Magee gehalten Ordnung, und die Menschen im Alltag beschäftigt.
Nacho, çekici rolünü oynaması için birini tuttu.
Nacho engagierte einen Mann, der den Mechaniker spielt.
Onları ayrı tuttu.
Er hielt das getrennt.
Seni ve motosikletli dostlarını kim tuttu?
Wer heuerte Sie und Ihre Kumpels an?
Ve ablasının cesedini bulmanız için sizi tuttu.
Und dieser kleine Bruder beauftragte Sie, die Leiche.
Işığı kağıda tuttu.
Licht nahm das Papier.
Başka bir deyişle, büyü tuttu.
Mit anderen Worten Magie halt.
Dikişler tuttu ve geri geldi!
Die Naht hält, und es schlägt wieder!
Sahibi boyunca mükemmel iletişimi tuttu ve hatta ücretsiz bize ekstra bir gece sundu.
Besitzer gehalten ausgezeichnete Kommunikation in und bot uns sogar eine zusätzliche Nacht kostenlos.

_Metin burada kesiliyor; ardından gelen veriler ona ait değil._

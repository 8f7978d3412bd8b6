/// Primitive buffer trait and descriptors

use std::any::Any;

/// Index value that restarts a strip/fan inside one indexed draw
pub const PRIMITIVE_RESTART_INDEX: u32 = u32::MAX;

/// Vertex attribute data format
#[derive(Debug, Clone, Copy, PartialEq, Eq)]
#[allow(non_camel_case_types)]
pub enum AttributeFormat {
    R32_SFLOAT,          // float (4 bytes)
    R32G32_SFLOAT,       // vec2 (8 bytes)
    R32G32B32_SFLOAT,    // vec3 (12 bytes)
    R32G32B32A32_SFLOAT, // vec4 (16 bytes)
}

impl AttributeFormat {
    /// Number of float components
    pub fn component_count(&self) -> u32 {
        match self {
            AttributeFormat::R32_SFLOAT => 1,
            AttributeFormat::R32G32_SFLOAT => 2,
            AttributeFormat::R32G32B32_SFLOAT => 3,
            AttributeFormat::R32G32B32A32_SFLOAT => 4,
        }
    }

    /// Size in bytes
    pub fn size_bytes(&self) -> u32 {
        self.component_count() * 4
    }
}

/// One vertex attribute inside an interleaved vertex
#[derive(Debug, Clone, Copy, PartialEq, Eq)]
pub struct VertexAttribute {
    /// Shader input location
    pub location: u32,
    /// Data format
    pub format: AttributeFormat,
    /// Byte offset from the start of the vertex
    pub offset: u32,
}

/// Interleaved vertex layout
#[derive(Debug, Clone, PartialEq, Eq)]
pub struct VertexLayout {
    /// Size of one vertex in bytes
    pub stride: u32,
    /// Attributes in location order
    pub attributes: Vec<VertexAttribute>,
}

/// Primitive topology
#[derive(Debug, Clone, Copy, PartialEq, Eq)]
pub enum PrimitiveTopology {
    TriangleList,
    TriangleStrip,
    LineList,
    LineStrip,
    PointList,
}

/// Descriptor for uploading a primitive's buffers
#[derive(Debug, Clone)]
pub struct PrimitiveBuffersDesc<'a> {
    /// Raw interleaved vertex bytes
    pub vertex_data: &'a [u8],
    /// Number of vertices in `vertex_data`
    pub vertex_count: u32,
    /// Vertex layout
    pub layout: VertexLayout,
    /// Index list (empty = non-indexed draw)
    pub indices: &'a [u32],
    /// Topology used when drawing
    pub topology: PrimitiveTopology,
}

/// Immutable information about created buffers
#[derive(Debug, Clone, Copy, PartialEq, Eq)]
pub struct PrimitiveBuffersInfo {
    pub vertex_count: u32,
    pub index_count: u32,
    pub topology: PrimitiveTopology,
}

impl PrimitiveBuffersInfo {
    /// True if an index buffer was created
    pub fn is_indexed(&self) -> bool {
        self.index_count > 0
    }
}

/// GPU vertex array + vertex buffer + optional index buffer
///
/// Backends release the GPU objects when the last handle is dropped.
pub trait PrimitiveBuffers {
    /// Buffer information
    fn info(&self) -> &PrimitiveBuffersInfo;

    /// Downcast support for backends
    fn as_any(&self) -> &dyn Any;
}
/// Keyboard and mouse state
///
/// Window events are accumulated as they arrive; `response` (once per frame)
/// publishes them. Key clicks are edge-triggered: a key counts as clicked only
/// during the frame after it went down.

use rustc_hash::FxHashSet;
use winit::event::{ElementState, MouseButton, MouseScrollDelta, WindowEvent};
use winit::keyboard::{KeyCode, PhysicalKey};

/// Pixels of a pixel-precise scroll counted as one wheel line
const PIXELS_PER_LINE: f32 = 20.0;

#[derive(Debug, Default, Clone)]
pub struct Input {
    keys: FxHashSet<KeyCode>,
    keys_click: FxHashSet<KeyCode>,
    pending_clicks: FxHashSet<KeyCode>,

    buttons: FxHashSet<MouseButton>,
    buttons_click: FxHashSet<MouseButton>,
    pending_button_clicks: FxHashSet<MouseButton>,

    /// Last cursor position, `None` until the first move
    cursor: Option<(f32, f32)>,
    mouse_delta: (f32, f32),
    pending_mouse_delta: (f32, f32),
    wheel: f32,
    pending_wheel: f32,
}

impl Input {
    pub fn new() -> Self {
        Self::default()
    }

    // ===== EVENT FEED =====

    /// Record a key press or release
    pub fn on_key(&mut self, key: KeyCode, pressed: bool) {
        if pressed {
            if self.keys.insert(key) {
                self.pending_clicks.insert(key);
            }
        } else {
            self.keys.remove(&key);
        }
    }

    /// Record a mouse button press or release
    pub fn on_mouse_button(&mut self, button: MouseButton, pressed: bool) {
        if pressed {
            if self.buttons.insert(button) {
                self.pending_button_clicks.insert(button);
            }
        } else {
            self.buttons.remove(&button);
        }
    }

    /// Record the cursor position in window pixels
    pub fn on_cursor_moved(&mut self, x: f32, y: f32) {
        if let Some((old_x, old_y)) = self.cursor {
            self.pending_mouse_delta.0 += x - old_x;
            self.pending_mouse_delta.1 += y - old_y;
        }
        self.cursor = Some((x, y));
    }

    /// Record wheel rotation in lines (positive away from the user)
    pub fn on_mouse_wheel(&mut self, lines: f32) {
        self.pending_wheel += lines;
    }

    /// Release everything (window lost focus)
    pub fn release_all(&mut self) {
        self.keys.clear();
        self.buttons.clear();
    }

    /// Feed a winit window event
    ///
    /// # Returns
    ///
    /// `true` if the event was an input event
    pub fn handle_window_event(&mut self, event: &WindowEvent) -> bool {
        match event {
            WindowEvent::KeyboardInput { event, .. } => {
                if let PhysicalKey::Code(code) = event.physical_key {
                    self.on_key(code, event.state == ElementState::Pressed);
                }
                true
            }
            WindowEvent::MouseInput { state, button, .. } => {
                self.on_mouse_button(*button, *state == ElementState::Pressed);
                true
            }
            WindowEvent::CursorMoved { position, .. } => {
                self.on_cursor_moved(position.x as f32, position.y as f32);
                true
            }
            WindowEvent::MouseWheel { delta, .. } => {
                let lines = match delta {
                    MouseScrollDelta::LineDelta(_, y) => *y,
                    MouseScrollDelta::PixelDelta(p) => p.y as f32 / PIXELS_PER_LINE,
                };
                self.on_mouse_wheel(lines);
                true
            }
            WindowEvent::Focused(false) => {
                self.release_all();
                false
            }
            _ => false,
        }
    }

    /// Publish the events received since the previous frame
    pub fn response(&mut self) {
        self.keys_click = std::mem::take(&mut self.pending_clicks);
        self.buttons_click = std::mem::take(&mut self.pending_button_clicks);
        self.mouse_delta = std::mem::take(&mut self.pending_mouse_delta);
        self.wheel = std::mem::take(&mut self.pending_wheel);
    }

    // ===== QUERIES =====

    /// Key is held down
    pub fn key(&self, key: KeyCode) -> bool {
        self.keys.contains(&key)
    }

    /// Key went down since the previous frame
    pub fn key_click(&self, key: KeyCode) -> bool {
        self.keys_click.contains(&key)
    }

    /// 1.0 if the key is down, 0.0 otherwise
    pub fn key_axis(&self, key: KeyCode) -> f32 {
        if self.key(key) { 1.0 } else { 0.0 }
    }

    pub fn button(&self, button: MouseButton) -> bool {
        self.buttons.contains(&button)
    }

    pub fn button_click(&self, button: MouseButton) -> bool {
        self.buttons_click.contains(&button)
    }

    /// Cursor position in window pixels ((0, 0) before the first move)
    pub fn mouse_pos(&self) -> (f32, f32) {
        self.cursor.unwrap_or((0.0, 0.0))
    }

    /// Cursor movement during the last frame
    pub fn mouse_delta(&self) -> (f32, f32) {
        self.mouse_delta
    }

    /// Wheel lines during the last frame
    pub fn wheel_delta(&self) -> f32 {
        self.wheel
    }
}

#[cfg(test)]
#[path = "input_tests.rs"]
mod tests;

Brookeu izlemen için seni kim tuttu?
Wer engagierte Sie, Brooke zu folgen?
Inançları onları beraber tuttu.
Ihr Glaube hielt sie zusammen.
Kocan geçen hafta bizi bir telefonu çalmamız için tuttu.

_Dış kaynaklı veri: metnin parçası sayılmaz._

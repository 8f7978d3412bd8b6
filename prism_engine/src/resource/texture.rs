/// Resource-level texture type.
///
/// Wraps a device `Texture` (GPU object) with its name and size. Textures are
/// created from raw RGBA8 pixels or decoded from PNG/JPEG files.

use std::fmt;
use std::path::Path;
use std::rc::Rc;

use crate::error::Result;
use crate::graphics_device::{GraphicsDevice, Texture as DeviceTexture, TextureDesc};
use crate::resource::ResourceStock;
use crate::{engine_bail, engine_error, engine_info};

// ===== TEXTURE =====

/// Named 2D RGBA texture resource
pub struct Texture {
    name: String,
    width: u32,
    height: u32,
    handle: Rc<dyn DeviceTexture>,
}

impl Texture {
    pub fn name(&self) -> &str {
        &self.name
    }

    pub fn width(&self) -> u32 {
        self.width
    }

    pub fn height(&self) -> u32 {
        self.height
    }

    /// Device texture handle
    pub fn handle(&self) -> &dyn DeviceTexture {
        self.handle.as_ref()
    }
}

impl fmt::Debug for Texture {
    fn fmt(&self, f: &mut fmt::Formatter<'_>) -> fmt::Result {
        f.debug_struct("Texture")
            .field("name", &self.name)
            .field("width", &self.width)
            .field("height", &self.height)
            .finish()
    }
}

// ===== TEXTURE MANAGER =====

/// Texture stock
#[derive(Debug, Default)]
pub struct TextureManager {
    stock: ResourceStock<Texture>,
}

impl TextureManager {
    pub fn new() -> Self {
        Self::default()
    }

    /// Create a texture from tightly packed RGBA8 pixels
    ///
    /// Replaces any texture with the same name.
    ///
    /// # Errors
    ///
    /// Returns an error if the size is zero or `rgba` is not `width * height * 4` bytes
    pub fn create(
        &mut self,
        device: &mut dyn GraphicsDevice,
        name: &str,
        width: u32,
        height: u32,
        rgba: &[u8],
    ) -> Result<Rc<Texture>> {
        if width == 0 || height == 0 {
            engine_bail!("prism::TextureManager", "Texture '{}' has zero size {}x{}", name, width, height);
        }
        let desc = TextureDesc { name, width, height, data: rgba, mipmaps: true };
        if rgba.len() != desc.expected_len() {
            engine_bail!(
                "prism::TextureManager",
                "Texture '{}': expected {} bytes of RGBA data, got {}",
                name, desc.expected_len(), rgba.len()
            );
        }

        let handle = device.create_texture(&desc)?;
        Ok(self.stock.insert(name, Texture {
            name: name.to_string(),
            width,
            height,
            handle,
        }))
    }

    /// Find a texture by name, or decode `path` (PNG/JPEG) into a new one
    pub fn load(
        &mut self,
        device: &mut dyn GraphicsDevice,
        name: &str,
        path: impl AsRef<Path>,
    ) -> Result<Rc<Texture>> {
        if let Some(texture) = self.stock.find(name) {
            return Ok(texture);
        }

        let path = path.as_ref();
        let image = image::open(path)
            .map_err(|e| {
                engine_error!("prism::TextureManager", "Cannot load '{}' from {}: {}", name, path.display(), e);
                e
            })?
            .to_rgba8();
        let (width, height) = image.dimensions();

        let texture = self.create(device, name, width, height, image.as_raw())?;
        engine_info!("prism::TextureManager", "Texture '{}' loaded ({}x{})", name, width, height);
        Ok(texture)
    }

    pub fn find(&self, name: &str) -> Option<Rc<Texture>> {
        self.stock.find(name)
    }

    pub fn len(&self) -> usize {
        self.stock.len()
    }

    pub fn is_empty(&self) -> bool {
        self.stock.is_empty()
    }

    /// Texture names, sorted
    pub fn names(&self) -> Vec<String> {
        self.stock.names()
    }
}

#[cfg(test)]
#[path = "texture_tests.rs"]
mod tests;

Dein Mann heuerte uns letzte Woche an, ein Handy zu klauen.
Yani… kocan beni kendisini öldürmem için tuttu.
Und… Ihr Mann beauftragte mich, ihn zu töten.
Yaşındaki Demjanjuk, sedyeyle getirildiği duruşma boyunca tekerlekli sandalyesinde gözlerini kapalı tuttu.
Der 89-Jährige nahm mit geschlossenen Augen im Rollstuhl sitzend am dritten Verhandlungstag teil.
Dornelular, Merianın sözünü tuttu ve ejderha alevi altında yanarken bile savaştı.
Und kämpften selbst unter Drachenfeuer. Die Dornischen hielten Merias Wort.
Topu tuttu ve ortaya gitti.
Hält den Ball und geht durch die Mitte.